In the country, the brass band blared, and all the villagers turned out to watch the goings-on: the infirm were wheeled into the porch or peeped from the windows. The pageant was headed by a group dressed in fancy costumes of miscellaneous origin, and in a remote village there were Italian peasants and hula-hula dancers . . . Lorries passed disguised as flowering arbours, smithies, Theocritean dairy farms. There followed a cavalcade of the early kings and queens of England (though to the anguish of the lady organiser James II was lost), while the later Royalty was compelled to tread delicately in their wake. The industries and produce of Britain figured in the pageant play, and the arrival of the village postmistress was greeted with the shout “Hail, Butter.” Hanging over the pleasure-garden railings, pointing and giggling hysterically, dressed in fantastic costumes of brilliantly-coloured paper, representing strange birds and flowers—one with a huge upturned daisy on its head, another in a sunburst halo of petals, and yet another in a top hat, to which was affixed the cryptic question “Who am I?”—were the lunatics from the local asylum, their faces twisted and knotted, but madly gay.

The procession halted in the market square in time to hear its own speech from the King through the radio. No other royal celebration had ever seemed so personal, and, when night had fallen on the jubilant village, strange ghosts of the past, some on white horses, carrying flares, mingled with the crowds and streamed onto the Downs to light the bonfire. One after another, for miles around, pin-points of light burst into being. All over the country these beacons, once lit only for war, were now offering to Their Majesties the most united symbol of loyalty that the country could give. [ibid., p. 8]
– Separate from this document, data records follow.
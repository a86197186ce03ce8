// Copyright (c) 2025-2026 Adrian Robinson. Licensed under the AGPL-3.0.
// See LICENSE file in the project root for full license text.

//! Change notifications delivered to interest subscribers.
//!
//! Data notifications (`Add`, `Modify`, `Delete`) carry the instance value and
//! the source of the copy that produced them. Bracket markers delimit a batch
//! the subscriber should treat as one consistent view: replayed brackets have
//! no source, live brackets carry the source that opened the batch.

use std::fmt;
use std::sync::Arc;

use crate::instance::InstanceInfo;
use crate::interest::Interest;
use crate::source::Source;

#[derive(Debug, Clone, Copy, PartialEq, Eq, Hash)]
pub enum ChangeKind {
    Add,
    Modify,
    Delete,
}

impl ChangeKind {
    pub fn as_str(&self) -> &'static str {
        match self {
            Self::Add => "add",
            Self::Modify => "modify",
            Self::Delete => "delete",
        }
    }
}

#[derive(Debug, Clone, Copy, PartialEq, Eq, Hash)]
pub enum BufferState {
    BufferStart,
    BufferEnd,
}

#[derive(Debug, Clone, PartialEq)]
pub enum ChangeNotification {
    Add { info: Arc<InstanceInfo>, source: Source },
    Modify { info: Arc<InstanceInfo>, source: Source },
    Delete { info: Arc<InstanceInfo>, source: Source },
    BufferStart { interest: Arc<Interest>, source: Option<Source> },
    BufferEnd { interest: Arc<Interest>, source: Option<Source> },
}

impl ChangeNotification {
    pub fn add(info: impl Into<Arc<InstanceInfo>>, source: Source) -> Self {
        Self::Add { info: info.into(), source }
    }

    pub fn modify(info: impl Into<Arc<InstanceInfo>>, source: Source) -> Self {
        Self::Modify { info: info.into(), source }
    }

    pub fn delete(info: impl Into<Arc<InstanceInfo>>, source: Source) -> Self {
        Self::Delete { info: info.into(), source }
    }

    pub fn bracket(state: BufferState, interest: Arc<Interest>, source: Option<Source>) -> Self {
        match state {
            BufferState::BufferStart => Self::BufferStart { interest, source },
            BufferState::BufferEnd => Self::BufferEnd { interest, source },
        }
    }

    /// `None` for bracket markers.
    pub fn kind(&self) -> Option<ChangeKind> {
        match self {
            Self::Add { .. } => Some(ChangeKind::Add),
            Self::Modify { .. } => Some(ChangeKind::Modify),
            Self::Delete { .. } => Some(ChangeKind::Delete),
            _ => None,
        }
    }

    pub fn info(&self) -> Option<&Arc<InstanceInfo>> {
        match self {
            Self::Add { info, .. } | Self::Modify { info, .. } | Self::Delete { info, .. } => {
                Some(info)
            }
            _ => None,
        }
    }

    pub fn source(&self) -> Option<&Source> {
        match self {
            Self::Add { source, .. } | Self::Modify { source, .. } | Self::Delete { source, .. } => {
                Some(source)
            }
            Self::BufferStart { source, .. } | Self::BufferEnd { source, .. } => source.as_ref(),
        }
    }

    pub fn is_data(&self) -> bool {
        self.kind().is_some()
    }

    pub fn buffer_state(&self) -> Option<BufferState> {
        match self {
            Self::BufferStart { .. } => Some(BufferState::BufferStart),
            Self::BufferEnd { .. } => Some(BufferState::BufferEnd),
            _ => None,
        }
    }

    /// Same bracket, re-addressed to `interest`. Data notifications are
    /// returned unchanged.
    pub(crate) fn with_interest(&self, interest: &Arc<Interest>) -> Self {
        match self {
            Self::BufferStart { source, .. } => {
                Self::BufferStart { interest: Arc::clone(interest), source: source.clone() }
            }
            Self::BufferEnd { source, .. } => {
                Self::BufferEnd { interest: Arc::clone(interest), source: source.clone() }
            }
            other => other.clone(),
        }
    }
}

impl fmt::Display for ChangeNotification {
    fn fmt(&self, f: &mut fmt::Formatter<'_>) -> fmt::Result {
        match self {
            Self::Add { info, .. } => write!(f, "Add({}, {})", info.id, info.status),
            Self::Modify { info, .. } => write!(f, "Modify({}, {})", info.id, info.status),
            Self::Delete { info, .. } => write!(f, "Delete({}, {})", info.id, info.status),
            Self::BufferStart { .. } => write!(f, "BufferStart"),
            Self::BufferEnd { .. } => write!(f, "BufferEnd"),
        }
    }
}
Like the royal wedding of 1922, the jubilee bash was meant to foster a sense of unity and solidarity in the people, regardless of social class, throughout Britain and her global empire. The event was largely successful in that respect: the New York Times noticed that the rubbernecks filling the capital’s streets, so many that traffic had to be stopped, were “different from the ordinary London crowd that flocks to see royal pageantry.” On this occasion it was “suburban families” who had “brought their children to town to gape at the gilded Britannia that towers ninety feet above the roof of Selfridge’s store or to admire the flowers massed in windows from one end of Regent Street to the other”, “elderly women from seaside boarding houses”, “retired officials”, “seamen from London docks who one seldom sees in the West End of London” (“Jubilee Throngs Stream to London”, New York Times, 5 May 1935, p. E4). And the thousands welcoming the king and queen to the vermin-ridden slums of the East End, some following the royal procession on roller skates and bicycles, were no less enthusiastic than the multitudes lining the Mall, even at the expense of political consistency. “Lousy, but loyal” declared one improvised banner; “Down with capitalism—God save the King!” urged another. But British communists were predictably less indulgent. The Daily Worker newspaper dubbed the extravagant £5000 Silver Jubilee banquet “Royal Squandermania”, and a manifesto by the leaders of the “London First of May Committee” described the years since George V’s coronation as “Twenty-five years of robbery of workers in which  millions of our brothers have been slain, mutilated, gassed and tortured” (“Reds in Britain See Jubilee as ‘Royal Squandermania’”, Gettysburg Times, 26 April 1935, p. 6).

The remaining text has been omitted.